TASK PROMPT: Identify all lines of the data containing the string "tests" and copy them.

Stored dataset items:
::::::::::
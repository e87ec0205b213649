//! Two-photon state algebra.
//!
//! The joint polarization state of a photon pair lives in a 4-dimensional
//! Hilbert space. Mixed states are represented as 4×4 density matrices;
//! measurement operators arrive as tensor products of the per-party 2×2
//! detection operators.

use crate::optics::{Ket2, Mat2};
use num_complex::Complex64;

/// A two-photon ket (4-component column vector).
#[derive(Debug, Clone, Copy, PartialEq)]
pub struct Ket4(pub [Complex64; 4]);

/// A 4×4 complex matrix in row-major order.
#[derive(Debug, Clone, Copy, PartialEq)]
pub struct Mat4(pub [[Complex64; 4]; 4]);

impl Ket4 {
    /// Tensor product of two single-photon kets.
    pub fn kron(a: &Ket2, b: &Ket2) -> Self {
        let mut out = [Complex64::new(0.0, 0.0); 4];
        for i in 0..2 {
            for j in 0..2 {
                out[2 * i + j] = a.0[i] * b.0[j];
            }
        }
        Self(out)
    }

    /// Euclidean norm.
    pub fn norm(&self) -> f64 {
        self.0.iter().map(|c| c.norm_sqr()).sum::<f64>().sqrt()
    }

    /// Returns the normalized ket, or the ket unchanged if its norm is zero.
    pub fn normalized(&self) -> Self {
        let n = self.norm();
        if n > 0.0 {
            let mut out = *self;
            for c in out.0.iter_mut() {
                *c /= n;
            }
            out
        } else {
            *self
        }
    }

    /// Outer product |v⟩⟨v|.
    pub fn projector(&self) -> Mat4 {
        let mut m = Mat4::zero();
        for r in 0..4 {
            for c in 0..4 {
                m.0[r][c] = self.0[r] * self.0[c].conj();
            }
        }
        m
    }
}

impl Mat4 {
    /// The zero matrix.
    pub fn zero() -> Self {
        Self([[Complex64::new(0.0, 0.0); 4]; 4])
    }

    /// The identity matrix.
    pub fn identity() -> Self {
        let mut m = Self::zero();
        for i in 0..4 {
            m.0[i][i] = Complex64::new(1.0, 0.0);
        }
        m
    }

    /// Tensor product of two 2×2 matrices.
    pub fn kron(a: &Mat2, b: &Mat2) -> Self {
        let mut out = Self::zero();
        for i in 0..2 {
            for j in 0..2 {
                for k in 0..2 {
                    for l in 0..2 {
                        out.0[2 * i + k][2 * j + l] = a.0[i][j] * b.0[k][l];
                    }
                }
            }
        }
        out
    }

    /// Matrix product `self · rhs`.
    pub fn mul(&self, rhs: &Mat4) -> Self {
        let mut out = Self::zero();
        for r in 0..4 {
            for c in 0..4 {
                let mut acc = Complex64::new(0.0, 0.0);
                for k in 0..4 {
                    acc += self.0[r][k] * rhs.0[k][c];
                }
                out.0[r][c] = acc;
            }
        }
        out
    }

    /// Matrix trace.
    pub fn trace(&self) -> Complex64 {
        (0..4).map(|i| self.0[i][i]).sum()
    }

    /// Scales every element by a real factor.
    pub fn scaled(&self, factor: f64) -> Self {
        let mut out = *self;
        for row in out.0.iter_mut() {
            for c in row.iter_mut() {
                *c *= factor;
            }
        }
        out
    }

    /// Element-wise sum.
    pub fn add(&self, rhs: &Mat4) -> Self {
        let mut out = *self;
        for r in 0..4 {
            for c in 0..4 {
                out.0[r][c] += rhs.0[r][c];
            }
        }
        out
    }
}

/// A two-photon density matrix.
///
/// Invariants (maintained by [`SpdcSource`](super::SpdcSource), checked in
/// tests): unit trace, Hermitian.
#[derive(Debug, Clone, Copy, PartialEq)]
pub struct DensityMatrix(pub Mat4);

impl DensityMatrix {
    /// The fully mixed state `I/4`.
    pub fn fully_mixed() -> Self {
        Self(Mat4::identity().scaled(0.25))
    }

    /// Expectation value `Re[Tr(ρ·M)]` of a measurement operator.
    pub fn expectation(&self, operator: &Mat4) -> f64 {
        self.0.mul(operator).trace().re
    }

    /// Matrix trace.
    pub fn trace(&self) -> Complex64 {
        self.0.trace()
    }

    /// Largest deviation from Hermiticity, `max |ρ[r][c] − ρ[c][r]*|`.
    pub fn hermiticity_defect(&self) -> f64 {
        let mut worst: f64 = 0.0;
        for r in 0..4 {
            for c in 0..4 {
                worst = worst.max((self.0 .0[r][c] - self.0 .0[c][r].conj()).norm());
            }
        }
        worst
    }
}

#[cfg(test)]
mod tests {
    use super::*;

    #[test]
    fn test_kron_of_basis_kets() {
        let hv = Ket4::kron(&Ket2::horizontal(), &Ket2::vertical());
        assert_eq!(hv.0[1], Complex64::new(1.0, 0.0));
        assert_eq!(hv.0[0], Complex64::new(0.0, 0.0));
        assert_eq!(hv.0[2], Complex64::new(0.0, 0.0));
        assert_eq!(hv.0[3], Complex64::new(0.0, 0.0));
    }

    #[test]
    fn test_kron_trace_is_product_of_traces() {
        let a = crate::optics::half_wave_plate(0.3);
        let p = Ket2::vertical().projector();
        let m = Mat4::kron(&a, &p);
        let ta = a.0[0][0] + a.0[1][1];
        let tp = p.0[0][0] + p.0[1][1];
        assert!((m.trace() - ta * tp).norm() < 1e-12);
    }

    #[test]
    fn test_fully_mixed_has_unit_trace() {
        let rho = DensityMatrix::fully_mixed();
        assert!((rho.trace().re - 1.0).abs() < 1e-12);
        assert!(rho.hermiticity_defect() < 1e-12);
    }

    #[test]
    fn test_projector_expectation_of_own_state() {
        let psi = Ket4::kron(&Ket2::horizontal(), &Ket2::vertical());
        let rho = DensityMatrix(psi.projector());
        assert!((rho.expectation(&psi.projector()) - 1.0).abs() < 1e-12);
    }

    #[test]
    fn test_zero_ket_normalizes_to_itself() {
        let zero = Ket4([Complex64::new(0.0, 0.0); 4]);
        assert_eq!(zero.normalized(), zero);
    }
}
::::::::::
TASK RESULT:
/// tests): unit trace, Hermitian.
mod tests {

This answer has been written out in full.